**EXERCISE GOAL:** Repeat the records below exactly, beginning at the first line and finishing with the line that contains "pub enum RegisterError".

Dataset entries
'''
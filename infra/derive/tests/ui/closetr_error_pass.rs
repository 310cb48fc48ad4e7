use closetr_derive::closetr_error;
use std::borrow::Cow;

#[closetr_error]
pub enum WardrobeError {
    #[error("IO error{}: {source}", format_context(.context))]
    Io {
        #[source]
        source: std::io::Error,
        context: Option<Cow<'static, str>>,
    },

    #[error("Missing garment{}: {message}", format_context(.context))]
    Missing { message: Cow<'static, str>, context: Option<Cow<'static, str>> },

    #[error("Internal error{}: {message}", format_context(.context))]
    Internal { message: Cow<'static, str>, context: Option<Cow<'static, str>> },
}

fn main() {
    let _: WardrobeError = "boom".into();
}
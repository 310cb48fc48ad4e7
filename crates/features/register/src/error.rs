use std::borrow::Cow;

/// A specialized [`RegisterError`] enum of the registration slice.
///
/// Validation problems and username conflicts are not errors: they surface as
/// flags in the form view.
#[closetr_derive::closetr_error]
pub enum RegisterError {
    /// The call is not allowed in the current form state (e.g. submit while `can_submit` is false).
    #[error("Invalid form state{}: {message}", format_context(.context))]
    InvalidState { message: Cow<'static, str>, context: Option<Cow<'static, str>> },

    /// A collaborator could not be reached or did not answer in time.
    #[error("Transport failure{}: {message}", format_context(.context))]
    Transport { message: Cow<'static, str>, context: Option<Cow<'static, str>> },

    /// The form was torn down before the operation resolved; nothing was applied.
    #[error("Form torn down{}: {message}", format_context(.context))]
    Cancelled { message: Cow<'static, str>, context: Option<Cow<'static, str>> },

    /// Internal fallback for unexpected issues or logic errors.
    #[error("Internal registration error{}: {message}", format_context(.context))]
    Internal { message: Cow<'static, str>, context: Option<Cow<'static, str>> },
}

impl RegisterError {
    pub(crate) fn cancelled(operation: &'static str) -> Self {
        Self::Cancelled { message: operation.into(), context: None }
    }

    #[must_use]
    pub const fn is_transport(&self) -> bool {
        matches!(self, Self::Transport { .. })
    }

    #[must_use]
    pub const fn is_cancelled(&self) -> bool {
        matches!(self, Self::Cancelled { .. })
    }
}
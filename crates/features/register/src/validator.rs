//! # Sequential validator
//!
//! Errors are not "required field" checks. The fields form a chain and an
//! earlier field is in error when it is still empty while *any* later field
//! already holds a value: the user skipped a step. Every field is judged on its
//! own, so filling only the last field flags all the empty fields before it.
//!
//! The last field has nothing after it; its rule is instead an equality check
//! against the field right before it (`passwordConfirm` against `password`),
//! visible only once it is non-empty.
//!
//! A username conflict reported by the registration service overrides the
//! chain rule for that field until it is cleared.
//!
//! Only emptiness matters. Whether a field was ever focused (touched) plays no
//! part in any rule.

use crate::field::{FieldId, FormState};

/// Per-field error visibility computed from one [`FormState`].
#[derive(Debug, Clone, Copy, PartialEq, Eq, Default)]
pub struct Validation {
    errors: [bool; FieldId::COUNT],
    complete: bool,
}

impl Validation {
    #[must_use]
    pub const fn error_visible(&self, id: FieldId) -> bool {
        self.errors[id.index()]
    }

    #[must_use]
    pub fn has_errors(&self) -> bool {
        self.errors.contains(&true)
    }

    /// All fields non-empty and no visible error.
    #[must_use]
    pub fn can_submit(&self) -> bool {
        self.complete && !self.has_errors()
    }

    /// Fields currently showing an error, in chain order.
    pub fn visible_errors(&self) -> impl Iterator<Item = FieldId> + '_ {
        FieldId::ALL.into_iter().filter(|id| self.error_visible(*id))
    }
}

/// Computes error visibility for every field. Pure and idempotent.
#[must_use]
pub fn validate(state: &FormState) -> Validation {
    let mut errors = [false; FieldId::COUNT];
    let Some((&last, chain)) = FieldId::ALL.split_last() else {
        return Validation::default();
    };

    let confirm = state.field(last);
    let previous = chain.last().map_or("", |id| state.value(*id));
    errors[last.index()] = !confirm.is_empty() && confirm.value() != previous;

    // Walk backwards so "some later field is filled" is a running flag.
    let mut later_filled = !confirm.is_empty();
    for &id in chain.iter().rev() {
        let empty = state.field(id).is_empty();
        errors[id.index()] = empty && later_filled;
        later_filled |= !empty;
    }

    if let Some(conflict) = state.conflict_field() {
        errors[conflict.index()] = true;
    }

    Validation { errors, complete: state.is_complete() }
}
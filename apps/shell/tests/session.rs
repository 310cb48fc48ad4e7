use closetr::domain::account::SessionToken;
use closetr::domain::config::RegisterConfig;
use closetr::domain::route::Route;
use closetr::features::register::RegisterForm;
use closetr::features::register::memory::{MemoryDirectory, MemorySessions, RecordingNavigator};
use closetr_shell::{Exit, Shell};

type MemoryShell = Shell<MemorySessions, MemoryDirectory, RecordingNavigator>;

fn shell(sessions: MemorySessions, directory: MemoryDirectory) -> (MemoryShell, RecordingNavigator) {
    let navigator = RecordingNavigator::new();
    let form = RegisterForm::new(sessions, directory, navigator.clone(), &RegisterConfig::default());
    (Shell::new(form), navigator)
}

async fn run(shell: &mut MemoryShell, script: &str) -> (Exit, String) {
    let mut output = Vec::new();
    let exit = shell.run(script.as_bytes(), &mut output).await.unwrap();
    (exit, String::from_utf8(output).unwrap())
}

#[tokio::test]
async fn signed_in_user_never_sees_the_form() {
    let sessions = MemorySessions::signed_in(SessionToken::new("fides"));
    let (mut shell, navigator) = shell(sessions, MemoryDirectory::new());

    let (exit, output) = run(&mut shell, "set name Fides\n").await;

    assert_eq!(exit, Exit::Navigated);
    assert!(output.starts_with("Already signed in; continuing to /dashboard"));
    assert!(!output.contains("Name"));
    assert_eq!(navigator.visited(), vec![Route::Dashboard]);
}

#[tokio::test]
async fn registration_walkthrough() {
    let sessions = MemorySessions::new();
    let directory = MemoryDirectory::new().with_taken(["fides"]).with_sessions(sessions.clone());
    let (mut shell, navigator) = shell(sessions.clone(), directory.clone());

    let script = "\
set username fides
set name Fides Wechsler
set password secret
set confirm secret
submit
set username fides.w
submit
show
";
    let (exit, output) = run(&mut shell, script).await;

    assert_eq!(exit, Exit::Navigated);
    assert!(output.contains("Name              []  ! required"));
    assert!(output.contains("! this username is already taken"));
    assert!(output.ends_with("Account created; continuing to /dashboard\n"));
    assert!(directory.contains("fides.w"));
    assert!(sessions.current().is_some());
    assert_eq!(navigator.visited(), vec![Route::Dashboard]);
}

#[tokio::test]
async fn premature_submit_is_refused() {
    let (mut shell, navigator) = shell(MemorySessions::new(), MemoryDirectory::new());

    let (exit, output) = run(&mut shell, "set name Fides\nsubmit\nquit\n").await;

    assert_eq!(exit, Exit::Quit);
    assert!(output.contains("Cannot register yet"));
    assert!(navigator.visited().is_empty());
    assert!(!shell.form().is_active());
}

#[tokio::test]
async fn bad_lines_are_reported_and_skipped() {
    let (mut shell, _) = shell(MemorySessions::new(), MemoryDirectory::new());

    let (exit, output) = run(&mut shell, "dance\nset email x\nhelp\n").await;

    assert_eq!(exit, Exit::Quit);
    assert!(output.contains("unknown command 'dance'"));
    assert!(output.contains("unknown field 'email'"));
    assert!(output.contains("set <field> <value>"));
}

#[tokio::test]
async fn login_leaves_the_form() {
    let (mut shell, navigator) = shell(MemorySessions::new(), MemoryDirectory::new());

    let (exit, output) = run(&mut shell, "set name Fides\nlogin\nset username ignored\n").await;

    assert_eq!(exit, Exit::Navigated);
    assert!(output.ends_with("Continuing to /login\n"));
    assert_eq!(navigator.visited(), vec![Route::Login]);
    assert_eq!(shell.form().view().field(closetr::features::register::FieldId::Username).value, "");
}

#[test]
fn register_slice_is_compiled_in() {
    assert!(closetr::features::is_enabled("register"));
    assert_eq!(closetr::features::ENABLED, ["register"]);
}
'''
**SOLUTION FOR THIS PROBLEM:**
filename infra/derive/tests/ui/closetr_error_pass.rs
repository 310cb48fc48ad4e7
use closetr_derive::closetr_error;
use std::borrow::Cow;

#[closetr_error]
pub enum WardrobeError {
    #[error("IO error{}: {source}", format_context(.context))]
    Io {
        #[source]
        source: std::io::Error,
        context: Option<Cow<'static, str>>,
    },

    #[error("Missing garment{}: {message}", format_context(.context))]
    Missing { message: Cow<'static, str>, context: Option<Cow<'static, str>> },

    #[error("Internal error{}: {message}", format_context(.context))]
    Internal { message: Cow<'static, str>, context: Option<Cow<'static, str>> },
}

fn main() {
    let _: WardrobeError = "boom".into();
}
repository 310cb48fc48ad4e7
filename crates/features/register/src/error.rs
use std::borrow::Cow;

/// A specialized [`RegisterError`] enum of the registration slice.
///
/// Validation problems and username conflicts are not errors: they surface as
/// flags in the form view.
#[closetr_derive::closetr_error]
pub enum RegisterError {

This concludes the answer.